再生可能エネルギー発電システムの累計導入容量は、2020年度が8571万kWの見込み。2035年度は、2020年度見込み比2.2倍の1億9199万kWと予測している。
内訳を見ると、太陽光発電については2020年度までの累計導入容量は6570万kWが見込まれ、導入容量全体の76.7%を占める見込みとした。2035年度でも構成比は70%を超えるという予想だ。
一方、風力発電は2020年度が469万kWの見込み。開発に時間がかかるが大型風力や洋上風力の導入が本格化し、2035年度は同5.8倍の2741万kWにまで拡大すると予測する。
なお、水力発電システムと地熱発電システムは開発に時間がかかり、導入ペースが緩やかであるため、長期的に構成比は低下すると予想。バイオマス発電システムは認定済み案件の導入で構成比の上昇が予想されるが、2030年度以降は低下するとしている。
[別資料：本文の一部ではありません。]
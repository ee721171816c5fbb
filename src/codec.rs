//! Encoding coordinates into cell codes and decoding codes back into cells.
//!
//! Encoding maps each coordinate to its offset within the axis range, scales
//! the offset to `2^step` fixed-point cells, truncates, and interleaves the
//! two lanes with latitude on the even bits. Decoding runs the same steps
//! backwards and yields the half-open cell the code denotes.

use crate::domain::{self, CoordRange, MAX_STEP};
use crate::error::{GeocellError, Result};
use crate::interleave::{deinterleave, interleave};
use geocell_types::{Code, Coordinate, Rectangle};

pub(crate) fn validate_step(step: u16) -> Result<()> {
    if step == 0 || step > MAX_STEP {
        log::debug!("Rejecting step {} outside 1..={}", step, MAX_STEP);
        return Err(GeocellError::InvalidStep(step));
    }
    Ok(())
}

pub(crate) fn validate_range(range: &CoordRange) -> Result<()> {
    if !range.is_valid() {
        log::debug!("Rejecting degenerate range [{}, {}]", range.min, range.max);
        return Err(GeocellError::InvalidDomain {
            min: range.min,
            max: range.max,
        });
    }
    Ok(())
}

pub(crate) fn validate_code(code: &Code) -> Result<()> {
    if code.is_empty() {
        return Err(GeocellError::EmptyCode);
    }
    validate_step(code.step)?;
    if !code.is_canonical() {
        log::debug!("Rejecting non-canonical code {}", code);
        return Err(GeocellError::NonCanonicalCode {
            bits: code.bits,
            step: code.step,
        });
    }
    Ok(())
}

/// Number of cells per axis at `step`, as a float scale factor.
#[inline]
fn cells_per_axis(step: u16) -> f64 {
    (1u64 << step) as f64
}

/// Truncates a scaled offset to its fixed-point cell index.
///
/// An offset of exactly 1.0 (a point on the upper bound) would index one
/// past the last cell; it is clamped into the last cell.
#[inline]
fn to_fixed_point(offset: f64, step: u16) -> u32 {
    let last_cell = ((1u64 << step) - 1) as u32;
    ((offset * cells_per_axis(step)) as u32).min(last_cell)
}

/// Encodes a point against explicit axis ranges.
///
/// The point must lie inside the fixed WGS84 domain and inside both ranges.
///
/// # Examples
///
/// ```
/// use geocell::codec::encode_with_ranges;
/// use geocell::CoordRange;
///
/// let lon = CoordRange::new(0.0, 16.0);
/// let lat = CoordRange::new(0.0, 16.0);
/// let code = encode_with_ranges(&lon, &lat, 5.0, 3.0, 4)?;
/// // latitude cell 3 on the even bits, longitude cell 5 on the odd bits
/// assert_eq!(code.bits, 0b0010_0111);
/// # Ok::<(), geocell::GeocellError>(())
/// ```
pub fn encode_with_ranges(
    lon_range: &CoordRange,
    lat_range: &CoordRange,
    longitude: f64,
    latitude: f64,
    step: u16,
) -> Result<Code> {
    validate_step(step)?;
    validate_range(lat_range)?;
    validate_range(lon_range)?;

    if !longitude.is_finite() || !latitude.is_finite() {
        log::warn!("Rejecting encode of non-finite coordinates");
        return Err(GeocellError::CoordinateOutOfDomain {
            longitude,
            latitude,
        });
    }

    if !domain::in_domain(longitude, latitude)
        || !lat_range.contains(latitude)
        || !lon_range.contains(longitude)
    {
        log::debug!(
            "Rejecting out-of-domain coordinate ({}, {})",
            longitude,
            latitude
        );
        return Err(GeocellError::CoordinateOutOfDomain {
            longitude,
            latitude,
        });
    }

    let lat_offset = (latitude - lat_range.min) / lat_range.span();
    let lon_offset = (longitude - lon_range.min) / lon_range.span();

    let lat_fp = to_fixed_point(lat_offset, step);
    let lon_fp = to_fixed_point(lon_offset, step);

    Ok(Code::new(interleave(lat_fp, lon_fp), step))
}

/// Decodes a code against explicit axis ranges.
pub fn decode_with_ranges(
    lon_range: &CoordRange,
    lat_range: &CoordRange,
    code: Code,
) -> Result<Rectangle> {
    validate_code(&code)?;
    validate_range(lat_range)?;
    validate_range(lon_range)?;

    let (lat_fp, lon_fp) = deinterleave(code.bits);
    let cells = cells_per_axis(code.step);

    let axis = |range: &CoordRange, fp: u32| {
        let fp = f64::from(fp);
        CoordRange::new(
            range.min + (fp / cells) * range.span(),
            range.min + ((fp + 1.0) / cells) * range.span(),
        )
    };

    Ok(Rectangle::new(
        code,
        axis(lat_range, lat_fp),
        axis(lon_range, lon_fp),
    ))
}

/// Encodes a point on the fixed WGS84 domain.
///
/// # Examples
///
/// ```
/// use geocell::encode;
///
/// let code = encode(-86.1078998, 39.923422, 26)?;
/// assert_eq!(code.bits, 1782901374540128);
/// assert_eq!(code.step, 26);
///
/// // Latitude -86.1 is below the encodable domain
/// assert!(encode(39.923422, -86.1078998, 26).is_err());
/// # Ok::<(), geocell::GeocellError>(())
/// ```
pub fn encode(longitude: f64, latitude: f64, step: u16) -> Result<Code> {
    let (lon_range, lat_range) = domain::coord_ranges();
    encode_with_ranges(&lon_range, &lat_range, longitude, latitude, step)
}

/// Decodes a code on the fixed WGS84 domain into the cell it denotes.
pub fn decode(code: Code) -> Result<Rectangle> {
    let (lon_range, lat_range) = domain::coord_ranges();
    decode_with_ranges(&lon_range, &lat_range, code)
}

/// Decodes a code and returns the center of its cell.
///
/// # Examples
///
/// ```
/// use geocell::{decode_to_centroid, encode};
///
/// let code = encode(-74.0060, 40.7128, 26)?;
/// let center = decode_to_centroid(code)?;
/// assert!((center.longitude - -74.0060).abs() < 1e-5);
/// assert!((center.latitude - 40.7128).abs() < 1e-5);
/// # Ok::<(), geocell::GeocellError>(())
/// ```
pub fn decode_to_centroid(code: Code) -> Result<Coordinate> {
    decode(code).map(|rect| rect.centroid())
}

/// Splits a code into its `(latitude, longitude)` fixed-point cell indices.
pub fn lanes(code: Code) -> (u32, u32) {
    deinterleave(code.bits)
}

#[cfg(test)]
mod tests {
    use super::*;
    use crate::domain::{LAT_MAX, LAT_MIN, LON_MAX, LON_MIN};

    const INDIANAPOLIS: (f64, f64) = (-86.1078998, 39.923422);

    #[test]
    fn test_known_vector() {
        let code = encode(INDIANAPOLIS.0, INDIANAPOLIS.1, 26).unwrap();
        assert_eq!(code, Code::new(1782901374540128, 26));
    }

    #[test]
    fn test_swapped_coordinates_rejected() {
        let result = encode(INDIANAPOLIS.1, INDIANAPOLIS.0, 26);
        assert!(matches!(
            result,
            Err(GeocellError::CoordinateOutOfDomain { .. })
        ));
    }

    #[test]
    fn test_invalid_steps() {
        assert_eq!(encode(0.0, 0.0, 0), Err(GeocellError::InvalidStep(0)));
        assert_eq!(encode(0.0, 0.0, 33), Err(GeocellError::InvalidStep(33)));
        assert!(encode(0.0, 0.0, 32).is_ok());
        assert!(encode(0.0, 0.0, 1).is_ok());
    }

    #[test]
    fn test_degenerate_ranges_rejected() {
        let zero = CoordRange::default();
        let (lon, lat) = domain::coord_ranges();
        assert!(matches!(
            encode_with_ranges(&lon, &zero, 0.0, 0.0, 10),
            Err(GeocellError::InvalidDomain { .. })
        ));
        assert!(matches!(
            encode_with_ranges(&CoordRange::new(10.0, -10.0), &lat, 0.0, 0.0, 10),
            Err(GeocellError::InvalidDomain { .. })
        ));
        assert!(matches!(
            decode_with_ranges(&lon, &zero, Code::new(0, 10)),
            Err(GeocellError::InvalidDomain { .. })
        ));
    }

    #[test]
    fn test_coordinate_outside_custom_range() {
        let lon = CoordRange::new(0.0, 10.0);
        let lat = CoordRange::new(0.0, 10.0);
        assert!(matches!(
            encode_with_ranges(&lon, &lat, -1.0, 5.0, 8),
            Err(GeocellError::CoordinateOutOfDomain { .. })
        ));
    }

    #[test]
    fn test_non_finite_rejected() {
        assert!(matches!(
            encode(f64::NAN, 0.0, 10),
            Err(GeocellError::CoordinateOutOfDomain { .. })
        ));
        assert!(matches!(
            encode(0.0, f64::INFINITY, 10),
            Err(GeocellError::CoordinateOutOfDomain { .. })
        ));
    }

    #[test]
    fn test_step_one_quadrants() {
        assert_eq!(encode(-90.0, -45.0, 1).unwrap().bits, 0b00);
        assert_eq!(encode(-90.0, 45.0, 1).unwrap().bits, 0b01);
        assert_eq!(encode(90.0, -45.0, 1).unwrap().bits, 0b10);
        assert_eq!(encode(90.0, 45.0, 1).unwrap().bits, 0b11);
        // The origin falls on the lower edge of the upper cells
        assert_eq!(encode(0.0, 0.0, 1).unwrap().bits, 0b11);
    }

    #[test]
    fn test_domain_corners() {
        assert_eq!(encode(LON_MIN, LAT_MIN, 26).unwrap().bits, 0);
        let top = encode(LON_MAX, LAT_MAX, 26).unwrap();
        assert!(top.is_canonical());
        assert_eq!(top.bits, (1u64 << 52) - 1);
        assert_eq!(encode(LON_MAX, LAT_MAX, 32).unwrap().bits, u64::MAX);
    }

    #[test]
    fn test_decode_known_cell() {
        let code = Code::new(1782901374540128, 26);
        let cell = decode(code).unwrap();
        assert_eq!(cell.code, code);
        assert!(cell.latitude.min <= INDIANAPOLIS.1 && INDIANAPOLIS.1 < cell.latitude.max);
        assert!(cell.longitude.min <= INDIANAPOLIS.0 && INDIANAPOLIS.0 < cell.longitude.max);
    }

    #[test]
    fn test_decode_step_one() {
        let cell = decode(Code::new(0b10, 1)).unwrap();
        assert_eq!(cell.latitude.min, LAT_MIN);
        assert_eq!(cell.latitude.max, 0.0);
        assert_eq!(cell.longitude.min, 0.0);
        assert_eq!(cell.longitude.max, LON_MAX);
    }

    #[test]
    fn test_decode_rejects_bad_codes() {
        assert_eq!(decode(Code::new(0, 0)), Err(GeocellError::EmptyCode));
        assert_eq!(decode(Code::new(5, 0)), Err(GeocellError::EmptyCode));
        assert_eq!(decode(Code::new(0, 40)), Err(GeocellError::InvalidStep(40)));
        assert_eq!(
            decode(Code::new(0b100, 1)),
            Err(GeocellError::NonCanonicalCode { bits: 0b100, step: 1 })
        );
    }

    #[test]
    fn test_cell_size_matches_step() {
        for step in [1u16, 5, 13, 26, 32] {
            let cell = decode(encode(12.5, -33.9, step).unwrap()).unwrap();
            let cells = (1u64 << step) as f64;
            assert!((cell.width() - 360.0 / cells).abs() < 1e-9);
            assert!((cell.height() - (LAT_MAX - LAT_MIN) / cells).abs() < 1e-9);
        }
    }

    #[test]
    fn test_lanes_split() {
        let code = encode(INDIANAPOLIS.0, INDIANAPOLIS.1, 26).unwrap();
        assert_eq!(lanes(code), (49305048, 17502756));
    }
}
なお、再エネ発電量は2030年度に3000億kWhを突破し、2035年度には3795億kWhとなり、国内総発電量(約1兆kWh)の約40%を占めると予測。太陽光発電システムは導入コストの低下とリードタイムの短さなどから新規導入が継続し、2020年度の806億kWhから2035年度には1730億kWhまで増加し、長期的に再エネ発電量全体の45~50%の構成比を維持するとした。
風力発電システムは2025年度までは大型陸上風力がけん引するとみられるが、以降は洋上風力がけん引する形で発電量が増加し、2035年度には再エネ発電量全体の2割近くを占めると予想している。